舔着手上的冰欺凌,冰冰涼涼的感覺從喉嚨一直到了胃裏面,冷和熱的交輝,雙重感覺果然是不大一樣的。
突然覺得自己還真的有點丟臉,居然在大庭廣衆之下哭,像是一個小孩子一樣,真是掉臉到家了,也不知道當時那一羣人裏面有沒有認識的,要是有認識的人,順帶的連爸媽的臉也掉了。
我不知道李澈爲什麼會出現在這裏,同樣的也不想問,怕問了之後得到的結論還是失望。
失望過後,不是對什麼都無所謂,而是更怕失望。
我不想在悲傷被甩的命運之後還帶着一個自作多情的名聲,做人還是要給自己留有餘地,至少給自己保留點尊嚴。
我和李澈坐在老街河邊的長廊上,這幾年流行農家樂,我家這邊也不例外,有錢的老闆搞了一個漁莊,休閒娛樂爲一體,經常會有一些在城市裏面生活的累了,跑來這邊過個週末,釣釣魚,在葡萄園下蕩蕩鞦韆什麼的。
老街這邊也稍稍整頓了一下,在臨河邊加上了可以供人休息的長椅,下午時候的老街基本上行人很少,有的只有一些捧着茶杯曬太陽的老人。
我和李澈選了最偏遠的一個小角落,
我慢慢地喫着手上的甜筒,下午不算特別溫暖的陽光下,冰欺凌融化的也挺快的,一不留神就會成了液體,順着手指往着往下滴。

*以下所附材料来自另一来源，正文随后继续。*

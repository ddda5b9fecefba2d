//! Progress bar utilities using indicatif for terminal output

use indicatif::{ProgressBar, ProgressDrawTarget, ProgressStyle};
use std::time::Duration;

const PROGRESS_TEMPLATE: &str =
    "[{elapsed_precise}] {bar:40.cyan/blue} {pos}/{len} {msg} (ETA: {eta})";

const PROGRESS_CHARS: &str = "█▓▒░ ";

/// Create a progress bar on stderr, hidden when `hidden` is set (JSON mode).
pub fn create_progress_bar(total: u64, hidden: bool) -> ProgressBar {
    let pb = ProgressBar::with_draw_target(
        Some(total),
        if hidden {
            ProgressDrawTarget::hidden()
        } else {
            ProgressDrawTarget::stderr()
        },
    );
    if let Ok(style) = ProgressStyle::default_bar().template(PROGRESS_TEMPLATE) {
        pb.set_style(style.progress_chars(PROGRESS_CHARS));
    }
    pb.enable_steady_tick(Duration::from_millis(100));
    pb
}
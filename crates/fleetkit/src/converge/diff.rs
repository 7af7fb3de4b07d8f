//! Desired-versus-observed diffing for one node.

use super::render::{config_diff, render_config};
use crate::backend::ContainerSpec;
use crate::error::{Error, Result};
use crate::executor::UnitOfWork;
use crate::types::{DesiredConfig, Environment, Node, ObservedState};
use semver::Version;
use serde::Serialize;

/// Role used when bootstrapping the root user.
pub const ROOT_ROLE: &str = "root";

/// Position of an action within a node's ordered plan.
#[derive(Debug, Clone, Copy, PartialEq, Eq, PartialOrd, Ord, Serialize)]
#[serde(rename_all = "lowercase")]
pub enum Stage {
    Config,
    Container,
    Restart,
    Initiate,
    Auth,
    Join,
}

/// One reconciling action.
#[derive(Debug, Clone, PartialEq, Eq, Serialize)]
#[serde(tag = "action", rename_all = "snake_case")]
pub enum Action {
    /// Stop the old container before replacing its image
    StopContainer { image: String },
    /// Install, upgrade, or start the database container
    DeployContainer {
        image: String,
        from: Option<String>,
    },
    /// Write the rendered config file
    WriteConfig {
        #[serde(skip)]
        contents: String,
        diff: String,
    },
    /// Restart so the new config or version takes effect
    Restart { reason: String },
    /// Initiate the replica set on the bootstrap primary
    InitiateReplicaSet { name: String },
    /// Create the root user
    BootstrapAuth { user: String },
    /// Join the replica set through the primary
    JoinReplicaSet { name: String },
}

impl Action {
    pub fn stage(&self) -> Stage {
        match self {
            Self::StopContainer { .. } | Self::DeployContainer { .. } => Stage::Container,
            Self::WriteConfig { .. } => Stage::Config,
            Self::Restart { .. } => Stage::Restart,
            Self::InitiateReplicaSet { .. } => Stage::Initiate,
            Self::BootstrapAuth { .. } => Stage::Auth,
            Self::JoinReplicaSet { .. } => Stage::Join,
        }
    }

    pub fn describe(&self) -> String {
        match self {
            Self::StopContainer { image } => format!("stop container running {image}"),
            Self::DeployContainer { image, from: None } => format!("deploy container {image}"),
            Self::DeployContainer {
                image,
                from: Some(from),
            } if from == image => format!("start container {image}"),
            Self::DeployContainer {
                image,
                from: Some(from),
            } => format!("upgrade container {from} -> {image}"),
            Self::WriteConfig { .. } => "write config".to_string(),
            Self::Restart { reason } => format!("restart ({reason})"),
            Self::InitiateReplicaSet { name } => format!("initiate replica set {name}"),
            Self::BootstrapAuth { user } => format!("create root user {user}"),
            Self::JoinReplicaSet { name } => format!("join replica set {name}"),
        }
    }

    /// Unit of work that applies this action. `JoinReplicaSet` is executed
    /// against the primary, so its unit names the joining node.
    pub fn to_unit(&self, desired: &DesiredConfig, node: &Node) -> Result<UnitOfWork> {
        let unit = match self {
            Self::StopContainer { .. } => UnitOfWork::StopContainer {
                name: desired.container_name.clone(),
            },
            Self::DeployContainer { image, .. } => UnitOfWork::EnsureContainer(ContainerSpec {
                name: desired.container_name.clone(),
                image: image.clone(),
                config_path: desired.config_path.clone(),
                data_path: desired.data_path.clone(),
                port: node.port,
            }),
            Self::WriteConfig { contents, .. } => UnitOfWork::WriteFile {
                path: desired.config_path.clone(),
                contents: contents.clone().into_bytes(),
            },
            Self::Restart { .. } => UnitOfWork::RestartContainer {
                name: desired.container_name.clone(),
            },
            Self::InitiateReplicaSet { name } => {
                UnitOfWork::InitiateReplicaSet(crate::types::ReplicaSetSpec { name: name.clone() })
            }
            Self::BootstrapAuth { user } => UnitOfWork::CreateUser {
                user: user.clone(),
                password_ref: password_ref(desired)?.to_string(),
                role: ROOT_ROLE.to_string(),
            },
            Self::JoinReplicaSet { .. } => UnitOfWork::AddReplicaMember(node.clone()),
        };
        Ok(unit)
    }
}

/// Ordered actions for one node.
#[derive(Debug, Clone, Default, PartialEq, Eq, Serialize)]
pub struct NodePlan {
    pub actions: Vec<Action>,
}

impl NodePlan {
    pub fn is_empty(&self) -> bool {
        self.actions.is_empty()
    }

    /// Actions in the given stages, in plan order.
    pub fn in_stages(&self, stages: &[Stage]) -> Vec<&Action> {
        self.actions
            .iter()
            .filter(|a| stages.contains(&a.stage()))
            .collect()
    }

    /// Whether the plan contains a replica-set join.
    pub fn joins(&self) -> bool {
        self.actions.iter().any(|a| a.stage() == Stage::Join)
    }

    /// Planned actions, one per line, followed by the config diff if any.
    pub fn describe(&self) -> String {
        let mut out = String::new();
        for action in &self.actions {
            out.push_str(&format!("  • {}\n", action.describe()));
        }
        for action in &self.actions {
            if let Action::WriteConfig { diff, .. } = action
                && !diff.is_empty()
            {
                out.push_str(diff);
            }
        }
        out
    }
}

fn password_ref(desired: &DesiredConfig) -> Result<&str> {
    desired
        .auth
        .root_password_ref
        .as_deref()
        .ok_or_else(|| {
            Error::precondition("authorization is enabled but no root_password_ref is set")
        })
}

/// Fail when moving from `current` to `desired` would downgrade.
///
/// Versions that do not parse as semver are only compared for equality.
pub fn check_downgrade(current: &str, desired: &str) -> Result<()> {
    let (Ok(from), Ok(to)) = (Version::parse(current), Version::parse(desired)) else {
        log::debug!("Skipping downgrade check for non-semver versions {current} -> {desired}");
        return Ok(());
    };
    if to < from {
        return Err(Error::precondition(format!(
            "downgrade from {from} to {to} is not supported"
        )));
    }
    Ok(())
}

/// Compute the ordered actions that take `node` from `observed` to the
/// environment's desired state.
pub fn plan_node(env: &Environment, node: &Node, observed: &ObservedState) -> Result<NodePlan> {
    let desired = &env.desired;
    let image = desired.image_ref();
    let mut actions = Vec::new();

    // Config; the container bind-mounts this file, so it is written before
    // any container is created
    let rendered = render_config(desired, node);
    let config_changed = observed.config.as_deref() != Some(rendered.as_str());
    if config_changed {
        actions.push(Action::WriteConfig {
            diff: config_diff(observed.config.as_deref(), &rendered),
            contents: rendered,
        });
    }

    // Container
    let current_image = observed.container.image.clone();
    let version_changed =
        observed.container.exists && current_image.as_deref() != Some(image.as_str());
    if version_changed && let Some(current) = observed.container.version() {
        check_downgrade(current, &desired.version)?;
    }

    let starts_container = if !observed.container.exists {
        actions.push(Action::DeployContainer {
            image: image.clone(),
            from: None,
        });
        true
    } else if version_changed {
        if observed.container.running {
            actions.push(Action::StopContainer {
                image: current_image.clone().unwrap_or_default(),
            });
        }
        actions.push(Action::DeployContainer {
            image: image.clone(),
            from: current_image,
        });
        true
    } else if !observed.container.running {
        actions.push(Action::DeployContainer {
            image: image.clone(),
            from: Some(image.clone()),
        });
        true
    } else {
        false
    };

    // Restart; a container that is (re)started reads the new file anyway
    if config_changed && !starts_container {
        actions.push(Action::Restart {
            reason: "config changed".to_string(),
        });
    }

    let is_primary = env.is_primary(node);

    // Replica-set initiation precedes auth: user creation needs a writable primary
    if let Some(replica) = &desired.replica_set
        && is_primary
        && !observed.is_member_of(&replica.name)
    {
        actions.push(Action::InitiateReplicaSet {
            name: replica.name.clone(),
        });
    }

    // Auth; in a replica set users replicate from the primary
    let owns_users = node.role.holds_data() && (desired.replica_set.is_none() || is_primary);
    if desired.auth.enabled && owns_users && observed.root_user_present != Some(true) {
        password_ref(desired)?;
        actions.push(Action::BootstrapAuth {
            user: desired.auth.root_user.clone(),
        });
    }

    if let Some(replica) = &desired.replica_set
        && !is_primary
        && !observed.is_member_of(&replica.name)
    {
        actions.push(Action::JoinReplicaSet {
            name: replica.name.clone(),
        });
    }

    debug_assert!(actions.windows(2).all(|w| w[0].stage() <= w[1].stage()));
    Ok(NodePlan { actions })
}

#[cfg(test)]
mod tests {
    use super::*;
    use crate::types::{ContainerState, ReplicaRole, ReplicaSetSpec, ReplicaStatus};

    fn env(desired: DesiredConfig) -> Environment {
        Environment {
            name: "staging".into(),
            nodes: vec![Node::data("db1", "db1"), Node::data("db2", "db2")],
            desired,
        }
    }

    fn converged(env: &Environment, node: &Node, version: &str) -> ObservedState {
        ObservedState {
            container: ContainerState {
                exists: true,
                running: true,
                image: Some(format!("mongo:{version}")),
                healthy: Some(true),
            },
            config: Some(render_config(&env.desired, node)),
            root_user_present: Some(true),
            replica: env.desired.replica_set.as_ref().map(|r| ReplicaStatus {
                set_name: r.name.clone(),
                role: ReplicaRole::Secondary,
                lag_secs: Some(0),
            }),
        }
    }

    fn stages(plan: &NodePlan) -> Vec<Stage> {
        plan.actions.iter().map(Action::stage).collect()
    }

    #[test]
    fn test_fresh_node_writes_config_before_container() {
        let env = env(DesiredConfig::new("7.0.5"));
        let plan = plan_node(&env, &env.nodes[0], &ObservedState::default()).unwrap();

        assert_eq!(stages(&plan), vec![Stage::Config, Stage::Container]);
        assert!(matches!(plan.actions[0], Action::WriteConfig { .. }));
        assert!(matches!(plan.actions[1], Action::DeployContainer { from: None, .. }));
    }

    #[test]
    fn test_config_change_on_running_node_restarts() {
        let env = env(DesiredConfig::new("7.0.5"));
        let node = &env.nodes[0];
        let mut observed = converged(&env, node, "7.0.5");
        observed.config = Some("net:\n  port: 27018\n".into());

        let plan = plan_node(&env, node, &observed).unwrap();

        assert_eq!(stages(&plan), vec![Stage::Config, Stage::Restart]);
        assert!(matches!(
            &plan.actions[1],
            Action::Restart { reason } if reason == "config changed"
        ));
    }

    #[test]
    fn test_stopped_container_is_started_after_config_write() {
        let env = env(DesiredConfig::new("7.0.5"));
        let node = &env.nodes[0];
        let mut observed = converged(&env, node, "7.0.5");
        observed.container.running = false;
        observed.config = None;

        let plan = plan_node(&env, node, &observed).unwrap();

        assert_eq!(stages(&plan), vec![Stage::Config, Stage::Container]);
        assert_eq!(plan.actions[1].describe(), "start container mongo:7.0.5");
    }

    #[test]
    fn test_converged_node_has_empty_plan() {
        let env = env(DesiredConfig::new("7.0.5"));
        let node = &env.nodes[1];
        let plan = plan_node(&env, node, &converged(&env, node, "7.0.5")).unwrap();
        assert!(plan.is_empty());
    }

    #[test]
    fn test_upgrade_stops_then_redeploys_without_restart() {
        let env = env(DesiredConfig::new("7.0.6"));
        let node = &env.nodes[0];
        let plan = plan_node(&env, node, &converged(&env, node, "7.0.5")).unwrap();

        assert_eq!(plan.actions.len(), 2);
        assert!(matches!(plan.actions[0], Action::StopContainer { .. }));
        assert!(matches!(
            &plan.actions[1],
            Action::DeployContainer { from: Some(from), .. } if from == "mongo:7.0.5"
        ));
    }

    #[test]
    fn test_downgrade_is_precondition_failure() {
        let env = env(DesiredConfig::new("6.0.1"));
        let node = &env.nodes[0];
        let err = plan_node(&env, node, &converged(&env, node, "7.0.5")).unwrap_err();
        assert!(matches!(err, Error::PreconditionFailed { .. }));
    }

    #[test]
    fn test_non_semver_tags_skip_downgrade_check() {
        assert!(check_downgrade("latest", "7.0.5").is_ok());
        assert!(check_downgrade("7.0.5", "7.0.5").is_ok());
        assert!(check_downgrade("7.0.5", "8.0.0").is_ok());
    }

    #[test]
    fn test_replica_set_primary_initiates_before_auth() {
        let mut desired = DesiredConfig::new("7.0.5");
        desired.auth.enabled = true;
        desired.auth.root_password_ref = Some("env:ROOT_PW".into());
        desired.replica_set = Some(ReplicaSetSpec { name: "rs0".into() });
        let env = env(desired);

        let primary = plan_node(&env, &env.nodes[0], &ObservedState::default()).unwrap();
        assert_eq!(
            stages(&primary),
            vec![Stage::Config, Stage::Container, Stage::Initiate, Stage::Auth]
        );

        let secondary = plan_node(&env, &env.nodes[1], &ObservedState::default()).unwrap();
        assert_eq!(
            stages(&secondary),
            vec![Stage::Config, Stage::Container, Stage::Join]
        );
        assert!(secondary.joins());
    }

    #[test]
    fn test_auth_without_password_ref_is_precondition() {
        let mut desired = DesiredConfig::new("7.0.5");
        desired.auth.enabled = true;
        let env = env(desired);
        let err = plan_node(&env, &env.nodes[0], &ObservedState::default()).unwrap_err();
        assert!(matches!(err, Error::PreconditionFailed { .. }));
    }

    #[test]
    fn test_describe_includes_config_diff() {
        let env = env(DesiredConfig::new("7.0.5"));
        let plan = plan_node(&env, &env.nodes[0], &ObservedState::default()).unwrap();
        let text = plan.describe();
        assert!(text.contains("deploy container mongo:7.0.5"));
        assert!(text.contains("+ net:"));
    }
}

就想感情一樣,只要一個不留神,有一絲的鬆懈就會消失不見。
李澈側坐在一邊,沒有開口說話,只是靜靜地看着河面。
“不哭了?”
在我把最後把脆皮塞進嘴巴裏面的時候,李澈終於開了口。
我愣了愣,然後緩緩點了點頭,已經丟臉到現在這個地步了,如果還要哭的話,那可真是……
“聽說低血壓的時候,脾氣通常都不是很好。”
李澈轉過了身體,但是卻沒有看我一眼,他的手伸進了自己身上那菸灰色的絨毛外套口袋裏面。
“喫點甜食什麼的,應該會情況改善一點。”
李澈伸出了手,手掌心在我面前攤開,在他的手掌心裏面躺着兩顆大白兔奶糖。
我恍然了。
我從李澈的手上拿了一顆大白兔奶糖,剝了糖紙,把糖塞進了嘴裏面,而李澈也是同樣的動作。
“看在你去年拿了我的卡買了一包大白兔奶糖的份上,借我五十塊錢吧,回學校還你。”我對李澈說。
我不想回家了,因爲我不想讓爸媽看到現在的我,脆弱的像是不堪一擊。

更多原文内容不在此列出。